Zaman, librettoların fikirlerine, planlarına ve diyaloglarına iyi davranmadı ama onun şarkılarına
nazik davrandı. Çünkü eski Avrupa ve yeni Amerikan müzik geleneklerini en iyi şekilde eş zamanlı
olarak bünyesine alan müzikler yarattı. Tüm parçalar Amerikan tarzını Avrupa hafif operasına
katarak muhteşem melodilerle hissetmeyi kucaklattı. Kern’ün sırrı, ayırt edici özelliği ve mirası
aynıdır ; basit ve doğrudan müzikal ifade. Geleneksel AABA veya ABAB formları, standart 2/4,
3/4, 4/4 zamanlar ve tipik 32’lik ölçü nakaratı içinde, Kern’ün yeteneği ile oyun içindeki şarkılar o
kadar canlı ve hafif bir hal aldı ki, günün popüler müziği ve geleceğin bestelerinin yaratıcı
damarları, tiyatronun dramatik ihtiyaçlarını beslemek için yeni bir lirizm ortaya çıktı. ‘I Told Every
Little Star’ (1932) parçasındaki melodisinin sesi ; Richard Rodgers’ın ‘Younger than
Springtime’ (1949) ya da ‘You are Beautiful’ (1958) şarkılarıyla aynı. Elbette ki hepsi farklı
melodilerle yazılmış eserler ancak her biri yarım yüzyıldan fazla süredir devam eden f ? (Sayfa 116)

Tıpkı şarkıların tarzının ve kalitesinin diğer besteceleri etkilemesi gibi, Kern’ün açıkladığı
dramatik amacı da etkiledi ; dramatik önceliğe el koymadan hikayeyi zenginleştirmek. Hit şarkılar
gişede replik haline geldiğinden, politika Broadway’deki müzikal prodüksiyonlarında hakim olan
akımlara ters düştü. Yine de, bu esnek olmayan tutum kısa sürede eleştirmenleri alt etti ve ortaya
çıkan şey daha akıcı ve kompakt bir şarkı ve hikaye haline geldi. Çoğu kişi bunu yeni müzikal
komedi olarak adlandırsa da aslında bu yeni bir formdu ; müzikal oyun. Bunun içinde her şarkının
hikayede haklı bir yeri vardı. Karakter, durum, ruh hali ve tema hit müziklerin, yıldız oyuncuların,
esprilerin önüne yerleştirildi. Müzik karakteri kişiselleştirmeye, ruh halini ön plana çıkarmaya,
duyguları yankılamaya, diyaloğun altını çizmeye ve libretto’nun ortaya çıkan eylem ve dinlenme
kalıplarına paralel olmaya başladı. Ve bunların hepsi Princess Tiyatro’sunda oluşmaya başladı.

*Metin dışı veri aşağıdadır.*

use anyhow::Context;
use clap::Parser;
use colored::Colorize;
use fixme::{OutputFormat, Reporter, ScanConfig, ScanError, ScanOverrides, ScanRun, Styler};
use std::io::{self, IsTerminal};
use std::{num::NonZeroUsize, path::PathBuf, process::ExitCode};
use tracing::debug;
use tracing_subscriber::layer::SubscriberExt;
use tracing_subscriber::util::SubscriberInitExt;
use tracing_subscriber::{fmt, EnvFilter};

/// Exit status of a run interrupted with Ctrl-C
const EXIT_CANCELLED: u8 = 130;

#[derive(Parser)]
#[command(author, version, about, long_about = None)]
struct Cli {
    /// Glob patterns of files to scan (default: common source files and Makefile)
    file_patterns: Vec<String>,

    /// Directory or file to scan (default: current directory)
    #[arg(short = 'p', long)]
    path: Option<PathBuf>,

    /// Glob patterns of directories to skip (default: node_modules/**, .git/**, .hg/**)
    #[arg(short = 'i', long = "ignored-directories")]
    ignored_directories: Vec<String>,

    /// Encoding used to read files (utf8|latin1|ascii)
    #[arg(short = 'e', long = "file-encoding")]
    file_encoding: Option<String>,

    /// Lines longer than this many characters are reported instead of scanned
    #[arg(short = 'l', long = "line-length-limit")]
    line_length_limit: Option<usize>,

    /// Verbs to leave out, or line_length to silence long-line diagnostics
    #[arg(short = 's', long, value_delimiter = ',')]
    skip: Vec<String>,

    /// Number of files scanned at once
    #[arg(short = 'j', long)]
    jobs: Option<NonZeroUsize>,

    /// Configuration file layered over the global and local ones
    #[arg(long)]
    config: Option<PathBuf>,

    /// Report format (text|markdown|json)
    #[arg(long)]
    format: Option<OutputFormat>,

    /// Disable colored output
    #[arg(long)]
    no_color: bool,

    /// Report files as soon as they finish instead of in discovery order
    #[arg(long)]
    unordered: bool,

    /// Only match upper-case verbs
    #[arg(long)]
    case_sensitive: bool,

    /// Only accept the comment styles conventional for each file type
    #[arg(long)]
    strict_styles: bool,

    /// Log level when RUST_LOG is not set (trace|debug|info|warn|error)
    #[arg(long)]
    log_level: Option<String>,

    /// Print the effective configuration as YAML and exit
    #[arg(long)]
    print_config: bool,
}

impl Cli {
    fn overrides(&self) -> ScanOverrides {
        ScanOverrides {
            root_path: self.path.clone(),
            ignored_directories: self.ignored_directories.clone(),
            file_patterns: self.file_patterns.clone(),
            file_encoding: self.file_encoding.clone(),
            line_length_limit: self.line_length_limit,
            skip: self.skip.clone(),
            concurrency: self.jobs,
            case_sensitive: self.case_sensitive,
            strict_comment_styles: self.strict_styles,
            unordered_output: self.unordered,
            no_color: self.no_color,
            format: self.format,
            log_level: self.log_level.clone(),
        }
    }
}

fn init_tracing(level: &str) {
    let env_filter = EnvFilter::try_from_default_env().unwrap_or_else(|_| EnvFilter::new(level));

    tracing_subscriber::registry()
        .with(env_filter)
        .with(fmt::layer().with_writer(io::stderr).with_target(false))
        .try_init()
        .ok();
}

#[tokio::main]
async fn main() -> ExitCode {
    match run().await {
        Ok(()) => ExitCode::SUCCESS,
        Err(e) if matches!(e.downcast_ref::<ScanError>(), Some(ScanError::Cancelled)) => {
            eprintln!("{}", "Scan cancelled".yellow());
            ExitCode::from(EXIT_CANCELLED)
        }
        Err(e) => {
            eprintln!("{} {:#}", "error:".red().bold(), e);
            ExitCode::FAILURE
        }
    }
}

async fn run() -> anyhow::Result<()> {
    let cli = Cli::parse();

    let config = ScanConfig::load_from(cli.config.as_deref())
        .context("Failed to load configuration")?
        .merge_with_cli(cli.overrides());

    init_tracing(&config.log_level);

    if cli.print_config {
        print!("{}", config.to_yaml()?);
        return Ok(());
    }

    let styler = Styler::new(config.color && io::stdout().is_terminal());
    let format = config.format;
    let run = ScanRun::new(config);

    let cancel = run.cancel_handle();
    tokio::spawn(async move {
        if tokio::signal::ctrl_c().await.is_ok() {
            cancel.cancel();
        }
    });

    let mut reporter = Reporter::new(io::stdout(), format, styler);
    let summary = run.execute(&mut reporter).await?;

    debug!(
        "{} annotations in {} files ({} failed)",
        summary.total_annotations, summary.files_with_annotations, summary.files_failed
    );
    Ok(())
}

Jerome Kern müzikal komedi devrimine New York’taki Princess Tiyatrosu’nda hükmetmeye
başladı. Nobody Home (1915), Ver Good, Eddie ( 1915), Oh, Boy! (1917) ; ve Oh Lady! Lady!
(1918) gibi yaratıcı müzikallerle açılışı yaptı. Çalışmalarında genel olarak Guy Bolton (oyun yazarı)
ve P.G. Wodehouse (söz yazarı) ile işbirliği yaptı. Kern’ün keşfettiği şey kıymetli, değerli ve
tamamen yeni bir türdü : samimi, basit, yetişkin, zeki, ekonomik ve küçük kadrolu bir müzikal
şovu. Sonunda, popüler müzikal sahnesi gerçeklerden kaçan ve yıpranmış geleneksel romantik
operetlerden, revü ve Broadway yıldız araçlarıyla somutlaşan bu düzen yerine yeni ve yaratıcı
alternatifler keşfetti.

İlgisiz sayıların bir araya getirildiği müzikal revü formatı, daha tutarlı bir hikaye, daha
sofistike şarkılar ve daha inandırıcı ve gerçekçi karakterlerle değiştirildi.

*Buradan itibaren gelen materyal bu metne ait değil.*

pub mod config;
pub mod errors;
pub mod filters;
pub mod metrics;
pub mod report;
pub mod results;
pub mod scan;
pub mod styles;
pub mod verbs;
pub mod walker;

pub use config::{OutputFormat, ScanConfig, ScanOverrides, TextEncoding};
pub use errors::{ScanError, ScanResult};
pub use metrics::{ScanMetrics, ScanStats};
pub use report::{Reporter, Styler, NO_MESSAGE_PLACEHOLDER};
pub use results::{Annotation, FileScanResult, ScanSummary};
pub use scan::{scan, scan_with, CancelHandle, ScanRun};
pub use styles::{lookup_style, CommentStyle};
pub use verbs::{active_verbs, ActiveVerbs, Severity, VerbRule};
pub use walker::{FileEntry, FileWalker};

Broadway müzikalinin dönüşümü bir gecede gerçekleşmedi ve Kern, popüler "Look for
the Silver Lining" ve "Look for the Silver Lining" dahil "Leave It to Jane", "Sally" gibi daha
geleneksel şovlar için müzik yazdı. Güneşli."

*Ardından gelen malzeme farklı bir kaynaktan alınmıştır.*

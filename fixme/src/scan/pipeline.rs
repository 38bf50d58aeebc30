use dashmap::DashMap;
use futures::stream::{self, LocalBoxStream, StreamExt};
use std::io::Write;
use std::path::Path;
use std::sync::Arc;
use tokio::sync::watch;
use tracing::{debug, info, warn};

use super::matcher::VerbMatcher;
use super::processor::FileProcessor;
use super::scanner::ScanLimits;
use crate::config::ScanConfig;
use crate::errors::{ScanError, ScanResult};
use crate::filters::PathMatcher;
use crate::metrics::ScanMetrics;
use crate::report::Reporter;
use crate::results::{FileScanResult, ScanSummary};
use crate::styles::{all_styles, lookup_style, style_names_for_path};
use crate::verbs::ActiveVerbs;
use crate::walker::{FileEntry, FileWalker};

/// Aborts a running scan from another task.
///
/// Clones share one signal. Once cancelled, a handle stays cancelled.
#[derive(Debug, Clone)]
pub struct CancelHandle {
    tx: Arc<watch::Sender<bool>>,
}

impl CancelHandle {
    pub fn new() -> Self {
        let (tx, _rx) = watch::channel(false);
        Self { tx: Arc::new(tx) }
    }

    pub fn cancel(&self) {
        self.tx.send_replace(true);
    }

    pub fn is_cancelled(&self) -> bool {
        *self.tx.borrow()
    }

    fn subscribe(&self) -> watch::Receiver<bool> {
        self.tx.subscribe()
    }
}

impl Default for CancelHandle {
    fn default() -> Self {
        Self::new()
    }
}

async fn cancelled(rx: &mut watch::Receiver<bool>) {
    loop {
        if *rx.borrow_and_update() {
            return;
        }
        if rx.changed().await.is_err() {
            // Every handle is gone, so nobody can cancel any more
            std::future::pending::<()>().await;
        }
    }
}

type ScanOutcome = (FileEntry, ScanResult<FileScanResult>);

/// One scan over one tree.
///
/// The active verb set and the default matcher are computed once when the
/// run is created and never change while it executes. Matchers for strict
/// comment styles are cached in the run and dropped with it.
#[derive(Debug)]
pub struct ScanRun {
    config: ScanConfig,
    active: ActiveVerbs,
    default_matcher: Arc<VerbMatcher>,
    strict_matchers: DashMap<&'static [&'static str], Arc<VerbMatcher>>,
    metrics: ScanMetrics,
    cancel: CancelHandle,
}

impl ScanRun {
    pub fn new(config: ScanConfig) -> Self {
        let active = ActiveVerbs::from_skip(&config.skip);
        debug!(
            "Active verbs: {:?}",
            active.verbs().iter().map(|v| v.name).collect::<Vec<_>>()
        );
        let default_matcher = Arc::new(VerbMatcher::new(
            &active,
            all_styles(),
            config.case_sensitive,
        ));

        Self {
            config,
            active,
            default_matcher,
            strict_matchers: DashMap::new(),
            metrics: ScanMetrics::new(),
            cancel: CancelHandle::new(),
        }
    }

    /// Uses an existing handle so the caller can cancel this run
    pub fn with_cancel(mut self, cancel: CancelHandle) -> Self {
        self.cancel = cancel;
        self
    }

    pub fn cancel_handle(&self) -> CancelHandle {
        self.cancel.clone()
    }

    pub fn config(&self) -> &ScanConfig {
        &self.config
    }

    pub fn active_verbs(&self) -> &ActiveVerbs {
        &self.active
    }

    pub fn metrics(&self) -> &ScanMetrics {
        &self.metrics
    }

    /// The matcher to use for `path`
    fn matcher_for(&self, path: &Path) -> Arc<VerbMatcher> {
        if !self.config.strict_comment_styles {
            return Arc::clone(&self.default_matcher);
        }
        let Some(names) = style_names_for_path(path) else {
            return Arc::clone(&self.default_matcher);
        };

        if let Some(matcher) = self.strict_matchers.get(&names) {
            self.metrics.record_cache_operation(true);
            return Arc::clone(&matcher);
        }
        self.metrics.record_cache_operation(false);

        debug!("Compiling matcher for styles {:?}", names);
        let styles = names.iter().filter_map(|name| lookup_style(name));
        let matcher = Arc::new(VerbMatcher::new(
            &self.active,
            styles,
            self.config.case_sensitive,
        ));
        Arc::clone(&self.strict_matchers.entry(names).or_insert(matcher))
    }

    /// Scans the configured root, handing each finished file to `reporter`.
    ///
    /// Per-file failures are logged and counted. The run itself fails only
    /// when the root cannot be accessed, the reporter cannot write, or the
    /// run is cancelled; a cancelled run writes no partial file blocks.
    pub async fn execute<W: Write>(&self, reporter: &mut Reporter<W>) -> ScanResult<ScanSummary> {
        let root = self.config.root_path.clone();
        info!("Starting scan of {}", root.display());

        tokio::fs::metadata(&root)
            .await
            .map_err(|e| ScanError::root_inaccessible(&root, e))?;

        let mut cancel_rx = self.cancel.subscribe();
        if *cancel_rx.borrow_and_update() {
            return Err(ScanError::Cancelled);
        }

        let concurrency = self.config.concurrency.get();
        let limits = ScanLimits {
            line_length_limit: self.config.line_length_limit,
            report_long_lines: self.active.reports_line_length(),
        };
        let processor = FileProcessor::new(limits, self.config.encoding(), self.metrics.clone());

        let path_matcher =
            PathMatcher::new(&self.config.file_patterns, &self.config.ignored_directories);
        let walker = FileWalker::new(root, path_matcher, self.metrics.clone());
        let (mut rx, walk_handle) = walker.spawn(concurrency * 2);

        let processor = &processor;
        let scans = stream::poll_fn(move |cx| rx.poll_recv(cx)).map(|entry| async move {
            let matcher = self.matcher_for(&entry.path);
            let outcome = processor.scan_file(&entry, &matcher).await;
            (entry, outcome)
        });

        let mut results: LocalBoxStream<'_, ScanOutcome> = if self.config.ordered_output {
            scans.buffered(concurrency).boxed_local()
        } else {
            scans.buffer_unordered(concurrency).boxed_local()
        };

        let mut summary = ScanSummary::new();
        let drain = async {
            while let Some((entry, outcome)) = results.next().await {
                match outcome {
                    Ok(file_result) => {
                        summary.add_file_result(&file_result);
                        reporter.report(&file_result)?;
                    }
                    Err(e) if e.is_fatal() => return Err(e),
                    Err(e) => {
                        warn!("Failed to scan {}: {}", entry.path.display(), e);
                        self.metrics.record_file_failed();
                        summary.add_failure();
                    }
                }
            }
            reporter.flush()
        };

        tokio::select! {
            drained = drain => drained?,
            _ = cancelled(&mut cancel_rx) => {
                info!("Scan cancelled");
                return Err(ScanError::Cancelled);
            }
        }

        if let Err(e) = walk_handle.await {
            warn!("Directory walk ended abnormally: {}", e);
        }

        self.metrics.log_stats();
        info!(
            "Scan complete. Found {} annotations in {} of {} files",
            summary.total_annotations, summary.files_with_annotations, summary.files_scanned
        );

        Ok(summary)
    }
}

/// Scans `config.root_path` and reports every file with annotations
pub async fn scan<W: Write>(config: ScanConfig, reporter: &mut Reporter<W>) -> ScanResult<ScanSummary> {
    ScanRun::new(config).execute(reporter).await
}

/// Like [`scan`], then calls `on_complete` once the whole tree is done
pub async fn scan_with<W, F>(
    config: ScanConfig,
    reporter: &mut Reporter<W>,
    on_complete: F,
) -> ScanResult<ScanSummary>
where
    W: Write,
    F: FnOnce(&ScanSummary),
{
    let summary = scan(config, reporter).await?;
    on_complete(&summary);
    Ok(summary)
}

Kern, en önemli eseri olan “Show Boat” u 1927'de söz yazarı Oscar Hammerstein II ile
birlikte yazdı. müziğinin zenginliği ve onu müzikal sahne için bir yazı modeli olarak gören
diğer Broadway bestecileri üzerindeki etkisiyle dikkat çekicidir.

Bugün bazıları bunun ırkçı tavırları yansıttığına inanıyor; protestocular Toronto, Ontario,
Kanada'da 1993'te bir canlanmayı yasaklamaya çalıştılar, ancak prodüksiyon büyük bir
başarıya ulaştı ve 1994'te Broadway'de yeniden açıldı.